═══ Exercise input

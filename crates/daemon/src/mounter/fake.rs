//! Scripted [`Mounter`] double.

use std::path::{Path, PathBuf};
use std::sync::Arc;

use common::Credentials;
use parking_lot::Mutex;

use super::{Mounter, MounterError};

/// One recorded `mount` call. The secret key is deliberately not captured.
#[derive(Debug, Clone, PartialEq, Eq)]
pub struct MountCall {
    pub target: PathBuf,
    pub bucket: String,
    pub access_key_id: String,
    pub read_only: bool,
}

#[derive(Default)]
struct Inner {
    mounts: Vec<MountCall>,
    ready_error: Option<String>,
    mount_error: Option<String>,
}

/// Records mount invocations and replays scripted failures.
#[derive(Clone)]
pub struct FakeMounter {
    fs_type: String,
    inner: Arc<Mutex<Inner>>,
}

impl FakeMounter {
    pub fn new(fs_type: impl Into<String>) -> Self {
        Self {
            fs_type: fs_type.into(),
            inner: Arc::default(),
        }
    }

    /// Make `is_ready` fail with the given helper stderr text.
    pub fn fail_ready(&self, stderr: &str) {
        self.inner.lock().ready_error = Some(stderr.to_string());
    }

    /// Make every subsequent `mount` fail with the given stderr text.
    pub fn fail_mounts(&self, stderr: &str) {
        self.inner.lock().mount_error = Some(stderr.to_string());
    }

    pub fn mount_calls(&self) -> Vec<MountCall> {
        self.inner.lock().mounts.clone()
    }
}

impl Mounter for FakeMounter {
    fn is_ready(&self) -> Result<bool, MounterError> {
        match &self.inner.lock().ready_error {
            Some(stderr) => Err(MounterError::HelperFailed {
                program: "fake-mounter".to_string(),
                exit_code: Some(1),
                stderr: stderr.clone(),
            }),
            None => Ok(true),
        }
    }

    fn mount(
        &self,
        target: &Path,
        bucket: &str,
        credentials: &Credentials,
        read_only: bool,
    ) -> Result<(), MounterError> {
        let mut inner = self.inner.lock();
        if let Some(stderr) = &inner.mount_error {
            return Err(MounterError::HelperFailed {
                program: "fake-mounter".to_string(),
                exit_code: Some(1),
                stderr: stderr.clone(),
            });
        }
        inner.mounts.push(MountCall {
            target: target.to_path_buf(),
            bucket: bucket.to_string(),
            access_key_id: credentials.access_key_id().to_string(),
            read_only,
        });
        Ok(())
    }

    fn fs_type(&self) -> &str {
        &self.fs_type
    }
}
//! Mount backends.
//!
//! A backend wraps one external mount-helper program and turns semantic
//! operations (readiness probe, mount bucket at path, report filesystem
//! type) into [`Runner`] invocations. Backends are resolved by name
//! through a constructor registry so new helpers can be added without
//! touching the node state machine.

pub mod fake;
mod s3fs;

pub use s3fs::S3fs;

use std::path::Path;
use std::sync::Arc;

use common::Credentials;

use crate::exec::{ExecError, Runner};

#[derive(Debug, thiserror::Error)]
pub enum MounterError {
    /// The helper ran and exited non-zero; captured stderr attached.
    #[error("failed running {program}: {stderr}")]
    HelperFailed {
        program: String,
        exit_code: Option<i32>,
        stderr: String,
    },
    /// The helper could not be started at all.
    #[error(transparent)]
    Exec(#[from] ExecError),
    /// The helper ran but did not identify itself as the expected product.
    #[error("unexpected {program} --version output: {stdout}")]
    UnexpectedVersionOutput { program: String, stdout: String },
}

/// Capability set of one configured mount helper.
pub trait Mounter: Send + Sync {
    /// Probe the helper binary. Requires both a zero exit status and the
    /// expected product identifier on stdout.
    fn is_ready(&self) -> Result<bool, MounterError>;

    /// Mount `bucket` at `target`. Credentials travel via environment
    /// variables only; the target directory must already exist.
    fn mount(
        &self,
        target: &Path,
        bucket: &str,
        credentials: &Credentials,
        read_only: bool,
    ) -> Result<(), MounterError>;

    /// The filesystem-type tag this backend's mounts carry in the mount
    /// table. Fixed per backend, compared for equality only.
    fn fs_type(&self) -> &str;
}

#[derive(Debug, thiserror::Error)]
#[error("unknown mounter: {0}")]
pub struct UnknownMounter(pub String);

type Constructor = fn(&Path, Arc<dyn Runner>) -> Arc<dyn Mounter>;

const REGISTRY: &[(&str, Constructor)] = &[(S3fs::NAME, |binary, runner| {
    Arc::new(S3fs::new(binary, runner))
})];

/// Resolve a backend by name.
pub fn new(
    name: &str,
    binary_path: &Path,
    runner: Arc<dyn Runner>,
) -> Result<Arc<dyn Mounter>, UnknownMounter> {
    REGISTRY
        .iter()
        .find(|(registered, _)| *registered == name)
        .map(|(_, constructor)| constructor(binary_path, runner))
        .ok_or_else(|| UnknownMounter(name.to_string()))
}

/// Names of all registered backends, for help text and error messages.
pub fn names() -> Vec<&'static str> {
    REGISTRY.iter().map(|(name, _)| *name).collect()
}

══════

▶ **Exercise requirements**
Write the entries out again exactly.

▶ **Response to the task**
filename crates/daemon/src/mounter/fake.rs
//! Scripted [`Mounter`] double.

use std::path::{Path, PathBuf};
use std::sync::Arc;

use common::Credentials;
use parking_lot::Mutex;

use super::{Mounter, MounterError};

/// One recorded `mount` call. The secret key is deliberately not captured.
#[derive(Debug, Clone, PartialEq, Eq)]
pub struct MountCall {
    pub target: PathBuf,
    pub bucket: String,
    pub access_key_id: String,
    pub read_only: bool,
}

#[derive(Default)]
struct Inner {
    mounts: Vec<MountCall>,
    ready_error: Option<String>,
    mount_error: Option<String>,
}

/// Records mount invocations and replays scripted failures.
#[derive(Clone)]
pub struct FakeMounter {
    fs_type: String,
    inner: Arc<Mutex<Inner>>,
}

impl FakeMounter {
    pub fn new(fs_type: impl Into<String>) -> Self {
        Self {
            fs_type: fs_type.into(),
            inner: Arc::default(),
        }
    }

    /// Make `is_ready` fail with the given helper stderr text.
    pub fn fail_ready(&self, stderr: &str) {
        self.inner.lock().ready_error = Some(stderr.to_string());
    }

    /// Make every subsequent `mount` fail with the given stderr text.
    pub fn fail_mounts(&self, stderr: &str) {
        self.inner.lock().mount_error = Some(stderr.to_string());
    }

    pub fn mount_calls(&self) -> Vec<MountCall> {
        self.inner.lock().mounts.clone()
    }
}

impl Mounter for FakeMounter {
    fn is_ready(&self) -> Result<bool, MounterError> {
        match &self.inner.lock().ready_error {
            Some(stderr) => Err(MounterError::HelperFailed {
                program: "fake-mounter".to_string(),
                exit_code: Some(1),
                stderr: stderr.clone(),
            }),
            None => Ok(true),
        }
    }

    fn mount(
        &self,
        target: &Path,
        bucket: &str,
        credentials: &Credentials,
        read_only: bool,
    ) -> Result<(), MounterError> {
        let mut inner = self.inner.lock();
        if let Some(stderr) = &inner.mount_error {
            return Err(MounterError::HelperFailed {
                program: "fake-mounter".to_string(),
                exit_code: Some(1),
                stderr: stderr.clone(),
            });
        }
        inner.mounts.push(MountCall {
            target: target.to_path_buf(),
            bucket: bucket.to_string(),
            access_key_id: credentials.access_key_id().to_string(),
            read_only,
        });
        Ok(())
    }

    fn fs_type(&self) -> &str {
        &self.fs_type
    }
}
//! Mount backends.
//!
//! A backend wraps one external mount-helper program and turns semantic
//! operations (readiness probe, mount bucket at path, report filesystem
//! type) into [`Runner`] invocations. Backends are resolved by name
//! through a constructor registry so new helpers can be added without
//! touching the node state machine.

pub mod fake;
mod s3fs;

pub use s3fs::S3fs;

use std::path::Path;
use std::sync::Arc;

use common::Credentials;

use crate::exec::{ExecError, Runner};

#[derive(Debug, thiserror::Error)]
pub enum MounterError {
    /// The helper ran and exited non-zero; captured stderr attached.
    #[error("failed running {program}: {stderr}")]
    HelperFailed {
        program: String,
        exit_code: Option<i32>,
        stderr: String,
    },
    /// The helper could not be started at all.
    #[error(transparent)]
    Exec(#[from] ExecError),
    /// The helper ran but did not identify itself as the expected product.
    #[error("unexpected {program} --version output: {stdout}")]
    UnexpectedVersionOutput { program: String, stdout: String },
}

/// Capability set of one configured mount helper.
pub trait Mounter: Send + Sync {
    /// Probe the helper binary. Requires both a zero exit status and the
    /// expected product identifier on stdout.
    fn is_ready(&self) -> Result<bool, MounterError>;

    /// Mount `bucket` at `target`. Credentials travel via environment
    /// variables only; the target directory must already exist.
    fn mount(
        &self,
        target: &Path,
        bucket: &str,
        credentials: &Credentials,
        read_only: bool,
    ) -> Result<(), MounterError>;

    /// The filesystem-type tag this backend's mounts carry in the mount
    /// table. Fixed per backend, compared for equality only.
    fn fs_type(&self) -> &str;
}

#[derive(Debug, thiserror::Error)]
#[error("unknown mounter: {0}")]
pub struct UnknownMounter(pub String);

type Constructor = fn(&Path, Arc<dyn Runner>) -> Arc<dyn Mounter>;

const REGISTRY: &[(&str, Constructor)] = &[(S3fs::NAME, |binary, runner| {
    Arc::new(S3fs::new(binary, runner))
})];

/// Resolve a backend by name.
pub fn new(
    name: &str,
    binary_path: &Path,
    runner: Arc<dyn Runner>,
) -> Result<Arc<dyn Mounter>, UnknownMounter> {
    REGISTRY
        .iter()
        .find(|(registered, _)| *registered == name)
        .map(|(_, constructor)| constructor(binary_path, runner))
        .ok_or_else(|| UnknownMounter(name.to_string()))
}

/// Names of all registered backends, for help text and error messages.
pub fn names() -> Vec<&'static str> {
    REGISTRY.iter().map(|(name, _)| *name).collect()
}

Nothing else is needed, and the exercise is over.